- _Task prompt_:
For the data below, please report each line where the word "format" is found.

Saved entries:
┄┄┄┄┄┄

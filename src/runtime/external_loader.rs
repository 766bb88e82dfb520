//! External cast acquisition (§4.4 "Loading", §4.6/§5 "External async"):
//! resolves a linked cast library's declared file path, fetches its bytes
//! through the host's `ExternalCastFetcher`, parses them with a
//! `ChunkProvider`, and splices the result into the target `CastLibrary` via
//! `CastLibrary::apply_cast_def` — the same splice path a movie's own
//! embedded casts go through at initial load. Grounded on the teacher's
//! `CastLib::load_internal`/`JsNetTask` cast-fetch flow in `cast_lib.rs`,
//! re-expressed against the explicit collaborator traits in
//! `runtime::external` instead of its `wasm_bindgen` JS bridge.
//!
//! The VM itself never calls into this module (§4.1's note: a reference into
//! a `NotLoaded` cast resolves to void rather than blocking). A host drives
//! `load_external_cast` on its own executor, typically once per
//! `casts_pending_preload` entry returned after `ScorePlayer::tick`.

use crate::runtime::cast_lib::CastLoadState;
use crate::runtime::cast_registry::CastRegistry;
use crate::runtime::external::{ChunkProvider, ExternalCastFetcher};

/// §4.4 path normalization: unify path separators, keep only the trailing
/// path component, strip any extension, append `.cct`, then optionally join
/// under a configured base path.
pub fn normalize_cast_path(raw_path: &str, base_path: Option<&str>) -> String {
    let unified = raw_path.replace('\\', "/");
    let trailing = unified.rsplit('/').next().unwrap_or(unified.as_str());
    let stem = trailing.rsplit_once('.').map(|(stem, _ext)| stem).unwrap_or(trailing);
    let file_name = format!("{}.cct", stem);
    match base_path {
        Some(base) if !base.is_empty() => format!("{}/{}", base.trim_end_matches('/'), file_name),
        _ => file_name,
    }
}

/// Fetches and splices one external cast library, unless it's already
/// `Loading`/`Loaded` (§4.4 "concurrent duplicate loads are coalesced by a
/// single LOADING state"). On fetch or parse failure the cast drops back to
/// `NotLoaded` and the error is returned; the registry is left otherwise
/// untouched (§7: a load failure marks the cast `NotLoaded` and logs, it
/// never panics or poisons the registry).
pub async fn load_external_cast(
    registry: &mut CastRegistry,
    number: u32,
    base_path: Option<&str>,
    fetcher: &dyn ExternalCastFetcher,
    chunk_provider: &dyn ChunkProvider,
    movie_base_path: url::Url,
) -> Result<(), String> {
    let (raw_path, already_in_flight) = {
        let cast = registry.get_cast(number).map_err(|e| e.to_string())?;
        (cast.file_name.clone(), cast.state != CastLoadState::NotLoaded)
    };
    if already_in_flight {
        return Ok(());
    }
    let normalized = normalize_cast_path(&raw_path, base_path);
    registry.get_cast_mut(number).map_err(|e| e.to_string())?.state = CastLoadState::Loading;

    let bytes = fetcher.fetch(normalized.clone()).await;
    let bytes = match bytes {
        Ok(bytes) => bytes,
        Err(e) => {
            log::warn!("external cast {} ({}): fetch failed: {}", number, normalized, e);
            registry.get_cast_mut(number).map_err(|e| e.to_string())?.state = CastLoadState::NotLoaded;
            return Err(e);
        }
    };

    let parsed = chunk_provider.load(bytes, normalized.clone(), movie_base_path).await;
    let dir = match parsed {
        Ok(dir) => dir,
        Err(e) => {
            log::warn!("external cast {} ({}): parse failed: {}", number, normalized, e);
            registry.get_cast_mut(number).map_err(|e| e.to_string())?.state = CastLoadState::NotLoaded;
            return Err(e);
        }
    };

    let def = dir.casts.into_iter().next();
    let cast = registry.get_cast_mut(number).map_err(|e| e.to_string())?;
    match def {
        Some(def) => {
            cast.apply_cast_def(&def);
            Ok(())
        }
        None => {
            cast.state = CastLoadState::NotLoaded;
            let message = format!("external cast file \"{}\" contained no cast chunk", normalized);
            log::warn!("{}", message);
            Err(message)
        }
    }
}

#[cfg(test)]
mod tests {
    use super::*;

    #[test]
    fn normalize_cast_path_strips_windows_separators_and_extension() {
        assert_eq!(normalize_cast_path(r"Casts\extra.cst", None), "extra.cct");
    }

    #[test]
    fn normalize_cast_path_takes_trailing_component_only() {
        assert_eq!(normalize_cast_path("a/b/c/movie.dir", None), "movie.cct");
    }

    #[test]
    fn normalize_cast_path_joins_under_base() {
        assert_eq!(normalize_cast_path("assets/foo.cst", Some("https://example.com/movies")), "https://example.com/movies/foo.cct");
    }

    #[test]
    fn normalize_cast_path_handles_no_extension() {
        assert_eq!(normalize_cast_path("extra", None), "extra.cct");
    }
}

┄┄┄┄┄┄

- _Finished exercise_:
    let file_name = format!("{}.cct", stem);
        Some(base) if !base.is_empty() => format!("{}/{}", base.trim_end_matches('/'), file_name),
            let message = format!("external cast file \"{}\" contained no cast chunk", normalized);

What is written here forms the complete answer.